Is Mr. Harrigan’s Phone Based on a Book?
‘Mr. Harrigan’s Phone’ is based on the eponymous novella written by Stephen King, published as one of the four novellas in the collection ‘If It Bleeds.’ Director John Lee Hancock, who also wrote the film, had to confront the challenges of adapting a literary work to conceive the film. “Because it’s a novella and it’s only 80-something pages, [you have] to jump in and grab onto thematically what I think he’s [King] trying to say and activate some of it into scenes that aren’t necessarily all in the novella,” Hancock told Netflix’s Tudum.
To create the strong and endearing bond between Craig and Mr. Harrigan, Hancock reached out to the renowned writer himself. “I leaned into everything that Stephen King wrote, and talked to him about their [Craig and Mr. Harrigan’s] relationship and how their bond began over books,” the director told Variety. “It goes from books, to what do the books mean and how does that relate to life, and then it turns into life advice — and then into life threats. There was a natural progression from these books, and every book is there for a very specific reason, thematically, so they all kind of feed the story,” Hancock added.

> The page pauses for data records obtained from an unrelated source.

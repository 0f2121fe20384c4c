//! Configuration model definitions.
//!
//! This module contains the configuration structures for all Tutorlink components.

use crate::notifications::webhook::RetryPolicy;
use crate::storage::config::SurrealDBConfig;
use serde::{Deserialize, Serialize};
use std::fmt;
use std::path::PathBuf;
use std::str::FromStr;
use std::time::Duration;

/// Main configuration structure for Tutorlink.
#[derive(Debug, Clone, Serialize, Deserialize, Default)]
#[serde(default)]
pub struct TutorlinkConfig {
    /// Storage configuration
    pub storage: StorageConfig,

    /// Logging configuration
    pub logging: LoggingConfig,

    /// Expiry sweeper configuration
    pub sweeper: SweeperConfig,

    /// Notification delivery configuration
    pub notifications: NotificationConfig,
}

/// Configuration for storage components.
#[derive(Debug, Clone, Serialize, Deserialize)]
#[serde(default)]
pub struct StorageConfig {
    /// Base directory for on-disk data
    pub data_dir: PathBuf,

    /// SurrealDB connection settings
    pub surrealdb: SurrealDBConfig,
}

impl Default for StorageConfig {
    fn default() -> Self {
        let data_dir = directories::ProjectDirs::from("org", "tutorlink", "tutorlink")
            .map(|dirs| dirs.data_dir().to_path_buf())
            .unwrap_or_else(|| PathBuf::from("./data"));

        Self {
            data_dir,
            surrealdb: SurrealDBConfig::default(),
        }
    }
}

/// Configuration for the expiry sweeper.
///
/// Pending relationships older than `ttl` are declined automatically each time
/// the sweeper runs.
#[derive(Debug, Clone, Serialize, Deserialize, PartialEq)]
#[serde(default)]
pub struct SweeperConfig {
    /// Whether the engine starts the sweeper task
    pub enabled: bool,

    /// Time between two sweeps
    #[serde(with = "humantime_serde")]
    pub interval: Duration,

    /// Age after which a pending relationship expires
    #[serde(with = "humantime_serde")]
    pub ttl: Duration,

    /// Whether providers get a reminder for pending requests that have not expired yet
    pub send_reminders: bool,
}

impl Default for SweeperConfig {
    fn default() -> Self {
        Self {
            enabled: true,
            interval: Duration::from_secs(24 * 60 * 60),
            ttl: Duration::from_secs(5 * 24 * 60 * 60 + 12 * 60 * 60),
            send_reminders: true,
        }
    }
}

/// Configuration for notification delivery.
#[derive(Debug, Clone, Serialize, Deserialize, PartialEq)]
#[serde(default)]
pub struct NotificationConfig {
    /// Per-notifier delivery timeout in milliseconds
    pub timeout_ms: u64,

    /// Whether notifications are written to the log
    pub log_notifications: bool,

    /// Optional webhook receiving every notification
    pub webhook: Option<WebhookConfig>,
}

impl Default for NotificationConfig {
    fn default() -> Self {
        Self {
            timeout_ms: 5000,
            log_notifications: true,
            webhook: None,
        }
    }
}

/// Webhook endpoint configuration.
#[derive(Debug, Clone, Serialize, Deserialize, PartialEq)]
pub struct WebhookConfig {
    /// The URL notifications are POSTed to
    pub url: String,

    /// Request timeout
    #[serde(with = "humantime_serde", default = "default_webhook_timeout")]
    pub timeout: Duration,

    /// Retry policy for failed requests
    #[serde(default)]
    pub retry: RetryPolicy,
}

fn default_webhook_timeout() -> Duration {
    Duration::from_secs(10)
}

impl WebhookConfig {
    pub fn new(url: impl Into<String>) -> Self {
        Self {
            url: url.into(),
            timeout: default_webhook_timeout(),
            retry: RetryPolicy::default(),
        }
    }
}

/// Logging configuration.
#[derive(Debug, Clone, Serialize, Deserialize)]
#[serde(default)]
pub struct LoggingConfig {
    /// Log level
    pub level: LogLevel,

    /// Log format
    pub format: LogFormat,

    /// File to log to (if any)
    pub file: Option<PathBuf>,

    /// Whether to log to stdout
    pub stdout: bool,
}

impl Default for LoggingConfig {
    fn default() -> Self {
        Self {
            level: LogLevel::Info,
            format: LogFormat::Default,
            file: None,
            stdout: true,
        }
    }
}

/// Log level.
#[derive(Debug, Clone, Copy, Serialize, Deserialize, PartialEq, Eq)]
#[serde(rename_all = "lowercase")]
pub enum LogLevel {
    /// Trace level
    Trace,

    /// Debug level
    Debug,

    /// Info level
    Info,

    /// Warn level
    Warn,

    /// Error level
    Error,
}

impl fmt::Display for LogLevel {
    fn fmt(&self, f: &mut fmt::Formatter<'_>) -> fmt::Result {
        match self {
            LogLevel::Trace => write!(f, "trace"),
            LogLevel::Debug => write!(f, "debug"),
            LogLevel::Info => write!(f, "info"),
            LogLevel::Warn => write!(f, "warn"),
            LogLevel::Error => write!(f, "error"),
        }
    }
}

impl FromStr for LogLevel {
    type Err = String;

    fn from_str(s: &str) -> Result<Self, Self::Err> {
        match s.to_lowercase().as_str() {
            "trace" => Ok(LogLevel::Trace),
            "debug" => Ok(LogLevel::Debug),
            "info" => Ok(LogLevel::Info),
            "warn" => Ok(LogLevel::Warn),
            "error" => Ok(LogLevel::Error),
            _ => Err(format!("Invalid log level: {}", s)),
        }
    }
}

/// Log format.
#[derive(Debug, Clone, Copy, Serialize, Deserialize, PartialEq, Eq)]
#[serde(rename_all = "lowercase")]
pub enum LogFormat {
    /// Default format
    Default,

    /// JSON format
    Json,

    /// Compact format
    Compact,

    /// Pretty format
    Pretty,
}
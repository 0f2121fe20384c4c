//! Configuration system for Tutorlink.
//!
//! Configuration is layered: built-in defaults, then the first configuration
//! file found, then `TUTORLINK_`-prefixed environment variables. The result is
//! validated before use.

mod builder;
mod loader;
mod models;
#[cfg(test)]
mod tests;
pub mod validation;

pub use builder::ConfigBuilder;
pub use loader::ConfigLoader;
pub use models::*;

/// Default configuration file names that the system will look for
pub const DEFAULT_CONFIG_FILES: &[&str] = &[
    "tutorlink.toml",
    "tutorlink.yaml",
    "tutorlink.yml",
    "tutorlink.json",
    ".tutorlink/config.toml",
    ".tutorlink/config.yaml",
    ".tutorlink/config.yml",
    ".tutorlink/config.json",
];

/// Environment variable prefix for Tutorlink configuration
pub const ENV_PREFIX: &str = "TUTORLINK_";

/// Configuration error type
#[derive(Debug, thiserror::Error)]
pub enum ConfigError {
    /// Error occurred during file loading
    #[error("Failed to load configuration file: {0}")]
    FileLoadError(String),

    /// Error occurred during validation
    #[error("Configuration validation error: {0}")]
    ValidationError(String),

    /// Error occurred during parsing
    #[error("Configuration parsing error: {0}")]
    ParseError(String),
}

/// Result type for configuration operations
pub type Result<T> = std::result::Result<T, ConfigError>;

Although King’s novella and Hancock’s film aren’t based on a true story of afterlife contact, the roots of both works are in reality. Both the novella and film can be considered allegories that explore the unignorable presence of mobile phones or technology for that matter in the lives of human beings. In Craig and Harrigan’s lives, the phone becomes the bridge between two lonely souls who understand each other more than anyone since they share similar grief. When Mr. Harrigan dies, Craig refrains from separating himself from the same bridge as he doesn’t want to be lonely again.
King’s novella and Hancock’s film depict how such bridges are formed in the lives of any human being upon the introduction of mobile phones, for better or worse. King’s sinister take on such relationships that exist or are governed by technology also depicts the necessity of “moving on” and “letting go” as Craig does upon realizing the starling effect of phones in his life and his relationship with Harrigan. Although King conveys the same by integrating it into a fictional tale, his interpretation of relationships that are sustained with the help of technology is indeed relevant in our post-modern time. Thus, it is not a surprise that Hancock described the film as a “cautionary fairy tale,” in reference to the extent of technology’s influence on our lives.
On the surface of these allegorical layers and interpretations, ‘Mr. Harrigan’s Phone’ has an admirable relationship that grows beyond the boundaries of age and social status. “More than anything, it’s about an odd relationship between a billionaire in his 80s and a [young man] and the bonds of friendship, and how far will you go for a friend?” Hancock added to Netflix’s Tudum. Death and grief, two inevitable factors of life, are also explored in the film, specifically through Craig and Harrigan’s grief over their respective mothers’ deaths and the consolation one provides to the other to deal with the same.